Sunday, March 11, 2012

6/30 - Hardships

What is the hardest thing you have ever experienced?

The hardest thing I have ever experienced is often difficult for me to explain. So it seems only right to start at the beginning of the story and let the pieces fall where they may.

My freshman year of college my roommate and I had a tense relationship. We were able to cohabitate and tolerate one another, but we were never very close. Slowly but sure I became very close with the girl who lived next door, KK. KK and I had the same love of Mario Kart, Pokemon, reading, Washington DC, and laughing. It was only the cherry on top that we were both out of state honors students as well. We became best fiends quickly. As our freshman year began to draw to a close, we decided that we would be living together off campus in a three bedroom apartment. Sophomore year was wonderful, I spent the year being a stereotypical college student living with my best friend. No one to tell us to be quiet or wash the dishes - but we kept each other grounded and attempted to balance utter independence with schoolwork.

At some point between our sophomore and junior year something within KK changed. She became angry more frequently and slowly stated drinking more and doing drugs. This was never something that I was comfortable with, but let it go simply because I hated confrontation. Slowly but surely she began to take advantage of me. Utilities payments became short (if they ever came to me at all) and our living room was generally filled with a haze of smoke. I realized that this wasn't how I wanted to spend my senior year, and quickly started looking for a new place to live the following year. A few days later I was on my way to sign a lease with five (other) friends. After telling KK my decision not to stay at our apartment the following year things went from bad to worse.

I began to feel alienated in my own home. We could be in the same room together and KK would look through me as if I didn't exist. My opinions meant nothing to her, and slowly but surely I stopped leaving my room because it was just easier. She went from being my best friend to being the most vindictive person I had ever met. I couldn't make sense of the transformation in my head. As I was unable to break out of this funk that was all around be I began slipping into a state of depression. I assumed it was something that I could handle on my own and refused to discuss the matter or even acknowledge that anything inside of me had changed. Finally, after being home for spring break and having to admit to my parents that my grades had taken a nosedive I realized this wasn't normal, and I needed help.

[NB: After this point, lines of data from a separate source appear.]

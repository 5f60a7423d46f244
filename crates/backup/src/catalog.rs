//! Discovering and deleting the backups stored in a provider.

use crate::error::{ErrorKind, Result};
use crate::metadata::{self, LABEL, OBJECT_ID, SHOP};
use crate::naming::{is_game_archive, sidecar_name};
use exn::ResultExt;
use futures::future::join_all;
use savestash_storage::{FileInfo, StorageBackend};
use std::path::Path;
use time::OffsetDateTime;
use tracing::instrument;

/// Catalog view of one stored backup, assembled from the archive's stat and
/// its sidecar.
#[derive(Debug, Clone, PartialEq, Eq)]
pub struct BackupArtifact {
    /// The archive's file name, which doubles as its identity.
    pub id: String,
    pub name: String,
    pub size_bytes: u64,
    pub created_at: OffsetDateTime,
    pub modified_at: OffsetDateTime,
    pub game_object_id: String,
    pub game_shop: String,
    pub label: Option<String>,
    /// Name of the backend the artifact was found in.
    pub provider: String,
}

/// List this game's artifacts, newest first.
///
/// Files that vanish between listing and stat are dropped silently. A
/// missing or corrupt sidecar doesn't hide the artifact: `object_id` and
/// `shop` are used instead and the label is left empty.
#[instrument(skip(backend), fields(backend = backend.name()))]
pub async fn list(
    backend: &dyn StorageBackend,
    id_prefix: &str,
    object_id: &str,
    shop: &str,
) -> Result<Vec<BackupArtifact>> {
    let candidates: Vec<String> = backend
        .list(None)
        .await
        .or_raise(|| ErrorKind::Storage)?
        .into_iter()
        // Artifacts sit directly under the provider root.
        .filter(|info| info.path.components().count() == 1)
        .filter_map(|info| info.file_name().map(str::to_string))
        .filter(|name| is_game_archive(name, id_prefix))
        .collect();

    let loaded = join_all(candidates.into_iter().map(|name| async move {
        let sidecar = sidecar_name(&name);
        let (stat, fields) =
            tokio::join!(backend.stat(Path::new(&name)), metadata::read(backend, Path::new(&sidecar)));
        match stat {
            Ok(info) => Some(artifact(name, info, fields, object_id, shop, backend.name())),
            Err(err) => {
                tracing::debug!(archive = %name, error = ?err, "Archive vanished while listing");
                None
            },
        }
    }))
    .await;

    let mut artifacts: Vec<BackupArtifact> = loaded.into_iter().flatten().collect();
    // Stable, so equal timestamps keep listing order.
    artifacts.sort_by(|a, b| b.created_at.cmp(&a.created_at));
    tracing::debug!(count = artifacts.len(), "Listed backups");
    Ok(artifacts)
}

fn artifact(
    name: String,
    info: FileInfo,
    mut fields: metadata::MetadataFields,
    object_id: &str,
    shop: &str,
    provider: &str,
) -> BackupArtifact {
    BackupArtifact {
        id: name.clone(),
        name,
        size_bytes: info.size,
        // Storage only tracks modification time.
        created_at: info.modified,
        modified_at: info.modified,
        game_object_id: fields.remove(OBJECT_ID).unwrap_or_else(|| object_id.to_string()),
        game_shop: fields.remove(SHOP).unwrap_or_else(|| shop.to_string()),
        label: fields.remove(LABEL),
        provider: provider.to_string(),
    }
}

/// Delete an archive and its sidecar.
///
/// Both deletions are attempted regardless of each other, and either file
/// already being gone is fine. Any other failure deleting the archive is
/// returned; a sidecar failure is only logged.
#[instrument(skip(backend), fields(backend = backend.name(), archive = %archive.display()))]
pub async fn delete(backend: &dyn StorageBackend, archive: &Path, sidecar: &Path) -> Result<()> {
    let (archive_result, sidecar_result) = tokio::join!(backend.delete(archive), backend.delete(sidecar));
    match sidecar_result {
        Ok(()) => {},
        Err(err) if err.is_not_found() => tracing::debug!("Sidecar already gone"),
        Err(err) => tracing::warn!(error = ?err, sidecar = %sidecar.display(), "Failed to delete sidecar"),
    }
    match archive_result {
        Ok(()) => Ok(()),
        Err(err) if err.is_not_found() => {
            tracing::debug!("Archive already gone");
            Ok(())
        },
        Err(err) => Err(err).or_raise(|| ErrorKind::Storage),
    }
}
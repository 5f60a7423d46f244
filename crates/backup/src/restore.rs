//! Moving extracted save files back to their real locations.
//!
//! Given `<staging>/<title>/mapping.yaml` plus payload, every file listed in
//! the manifest is moved to the destination its portable path describes on
//! this machine. Entries are processed one after another; the files within
//! an entry are moved concurrently.
//!
//! Restore is not transactional: when a move fails the error propagates and
//! files already moved stay where they are.

use crate::error::{ErrorKind, Result};
use crate::manifest::{BackupManifest, MANIFEST_FILE};
use crate::profile::ProfileResolver;
use crate::wine::{self, PUBLIC_PROFILE, Substitution, WINDOWS_DRIVE, WINE_DRIVE_ROOT};
use exn::ResultExt;
use futures::future::try_join_all;
use std::io::ErrorKind as IoErrorKind;
use std::path::{Path, PathBuf};
use tracing::instrument;

/// Inputs for one restore.
#[derive(Debug, Clone, Copy)]
pub struct RestoreRequest<'a> {
    pub staging_dir: &'a Path,
    /// Name of the folder the generator wrote into (the game's object ID).
    pub title: &'a str,
    /// Home directory recorded when the backup was made.
    pub home_dir: Option<&'a str>,
    /// Wine prefix the backup was made from.
    pub artifact_wine_prefix: Option<&'a str>,
    /// Wine prefix of the game being restored into.
    pub target_wine_prefix: Option<&'a Path>,
}

/// One file to move.
#[derive(Debug, Clone, PartialEq, Eq)]
pub struct PlannedMove {
    pub source: PathBuf,
    pub destination: PathBuf,
}

/// The ordered rewrite from a manifest key to its destination.
///
/// 1. Strip the artifact's own Wine prefix.
/// 2. Turn its `drive_c` back into `C:`.
/// 3. Swap the recorded home directory for the target user's profile.
/// 4. Re-base the public profile onto the target prefix.
pub fn destination_rules(
    artifact_wine_prefix: Option<&str>,
    home_dir: Option<&str>,
    user_profile: Option<&str>,
    target_wine_prefix: Option<&str>,
) -> Vec<Substitution> {
    let mut rules = Vec::with_capacity(4);
    if let Some(prefix) = artifact_wine_prefix.filter(|p| !p.is_empty()) {
        rules.push(Substitution::StripPrefix(format!("{}/", prefix.trim_end_matches('/'))));
    }
    rules.push(Substitution::replace_first(WINE_DRIVE_ROOT, WINDOWS_DRIVE));
    if let (Some(home), Some(profile)) = (home_dir, user_profile) {
        rules.push(Substitution::replace_all(home, wine::to_real_path(profile, target_wine_prefix)));
    }
    rules.push(Substitution::replace_all(PUBLIC_PROFILE, wine::to_real_path(PUBLIC_PROFILE, target_wine_prefix)));
    rules
}

/// Work out where `key` is stored in the staging directory and where it
/// should be moved to.
pub fn plan_move(
    manifest: &BackupManifest,
    key: &str,
    game_dir: &Path,
    rules: &[Substitution],
) -> PlannedMove {
    let relative = manifest.source_relative(key);
    PlannedMove {
        source: game_dir.join(relative.trim_start_matches(['/', '\\'])),
        destination: PathBuf::from(wine::apply_all(rules, key)),
    }
}

/// Restore every file in the staged manifest, returning the destinations
/// written in manifest order.
#[instrument(skip_all, fields(staging = %request.staging_dir.display(), title = request.title))]
pub async fn restore(request: RestoreRequest<'_>, profiles: &dyn ProfileResolver) -> Result<Vec<PathBuf>> {
    let game_dir = request.staging_dir.join(request.title);
    let manifest = BackupManifest::read(&game_dir.join(MANIFEST_FILE)).await?;

    let home_dir = request.home_dir.filter(|h| !h.is_empty());
    // Only needed when there's a recorded home directory to replace.
    let user_profile = match home_dir {
        Some(_) => Some(profiles.user_profile_path(request.target_wine_prefix).await?),
        None => None,
    };
    let target_prefix = request.target_wine_prefix.map(|p| p.to_string_lossy().into_owned());
    let rules = destination_rules(
        request.artifact_wine_prefix,
        home_dir,
        user_profile.as_deref(),
        target_prefix.as_deref(),
    );
    tracing::debug!(?rules, entries = manifest.backups.len(), "Restoring backup");

    let mut restored = Vec::with_capacity(manifest.file_keys().count());
    for entry in &manifest.backups {
        let moves = entry.files.keys().map(|key| {
            let planned = plan_move(&manifest, key, &game_dir, &rules);
            move_file(planned.source, planned.destination)
        });
        restored.extend(try_join_all(moves).await?);
    }
    Ok(restored)
}

/// Move `source` over `destination`, creating parent directories and
/// replacing whatever was there.
async fn move_file(source: PathBuf, destination: PathBuf) -> Result<PathBuf> {
    let fail = || ErrorKind::MoveFailed { from: source.clone(), to: destination.clone() };
    if let Some(parent) = destination.parent() {
        tokio::fs::create_dir_all(parent).await.or_raise(fail)?;
    }
    match tokio::fs::remove_file(&destination).await {
        Ok(()) => {},
        Err(e) if e.kind() == IoErrorKind::NotFound => {},
        Err(e) => return Err(e).or_raise(fail),
    }
    tokio::fs::rename(&source, &destination).await.or_raise(fail)?;
    tracing::info!(source = %source.display(), destination = %destination.display(), "Restored save file");
    Ok(destination)
}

I wasn't me anymore. I could smile to get through the day, but few things made me genuinely happy like they used to. The transition was slow, so I didn't notice how unhappy I was every day. I spent the rest of that year at home. I didn't return to school for the spring. I took the time to go to therapy and understand the root of my problems. I learned people who truly care about you don't walk all over you and that in order to be truly happy I must first love myself.

Spending time at home was the best decision I ever made. It forced me to take a look at who I was and what I wanted. I have the most supportive parents in the world who were with me every step of the way. I battled through the depression, and came out stronger because of it. I am beyond blessed that I was given the opportunity to start a new chapter in my life. Battling depression and coming out on top proved to me that I was stronger than I ever believed I could be. I am now the biggest advocate for therapy and the importance of sorting out all problems rather than ignoring them.

Though this experience was tough, and still has me a little rough around the edges - I have learned so much about myself and about the world through it.